▶ **TASK DETAILS**
Which lines in the material below contain the word "None"? Copy each of them.

[[ DATASET RECORDS open ]]

//! Single-document inspection.
//!
//! Runs one file through the same processor a batch would use and prints
//! the outcome. Used by `lexchunk inspect` to debug extraction and chunking
//! on a specific document without writing any output file.

use anyhow::{bail, Result};
use std::path::Path;

use crate::config::Config;
use crate::models::{OutputRecord, ProcessingRecord, SourceDocument};
use crate::processor::DocumentProcessor;

const PREVIEW_CHARS: usize = 160;

/// Process `path` with the settings of `pillar` (or defaults when omitted).
///
/// Returns the pillar label used together with the record.
pub fn inspect_document(
    config: &Config,
    path: &Path,
    pillar: Option<&str>,
) -> Result<(String, ProcessingRecord)> {
    let label = match pillar {
        Some(name) => match config.pillars.get(name) {
            Some(p) => p.label_or(name).to_string(),
            None => bail!("Unknown pillar: '{}'", name),
        },
        None => "inspect".to_string(),
    };

    let processor = DocumentProcessor::from_config(config, &label)?;
    let record = processor.process(&SourceDocument::from_path(path));
    Ok((label, record))
}

/// CLI entry point. Prints the record summary, or JSONL lines with `json`.
pub fn run_inspect(config: &Config, path: &Path, pillar: Option<&str>, json: bool) -> Result<()> {
    let (pillar_label, record) = inspect_document(config, path, pillar)?;

    if !record.success {
        bail!(
            "{} failed ({}): {}",
            record.file_name,
            record.failure.map(|k| k.as_str()).unwrap_or("unknown"),
            record.error.as_deref().unwrap_or("unknown error")
        );
    }

    if json {
        for chunk in &record.chunks {
            let line = OutputRecord::from_chunk(chunk, &record.file_name, &pillar_label, record.used_ocr);
            println!("{}", serde_json::to_string(&line)?);
        }
        return Ok(());
    }

    println!("--- Document ---");
    println!("file:         {}", record.file_name);
    println!("pillar:       {}", pillar_label);
    println!("used_ocr:     {}", record.used_ocr);
    println!("chunks:       {}", record.chunks.len());
    for (key, value) in &record.metadata {
        println!("{:<13} {}", format!("{}:", key), value);
    }
    println!();

    println!("--- Chunks ({}) ---", record.chunks.len());
    for chunk in &record.chunks {
        match &chunk.section_title {
            Some(title) => println!(
                "[chunk {}] {} chars, section \"{}\"",
                chunk.chunk_index, chunk.char_count, title
            ),
            None => println!("[chunk {}] {} chars", chunk.chunk_index, chunk.char_count),
        }
        println!("{}", preview(&chunk.text));
        println!();
    }

    Ok(())
}

fn preview(text: &str) -> String {
    let mut out: String = text.chars().take(PREVIEW_CHARS).collect();
    if text.chars().count() > PREVIEW_CHARS {
        out.push('…');
    }
    out
}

[[ DATASET RECORDS closed ]]

▶ **ANSWER TO THE EXERCISE**
            None => bail!("Unknown pillar: '{}'", name),
        None => "inspect".to_string(),
            None => println!("[chunk {}] {} chars", chunk.chunk_index, chunk.char_count),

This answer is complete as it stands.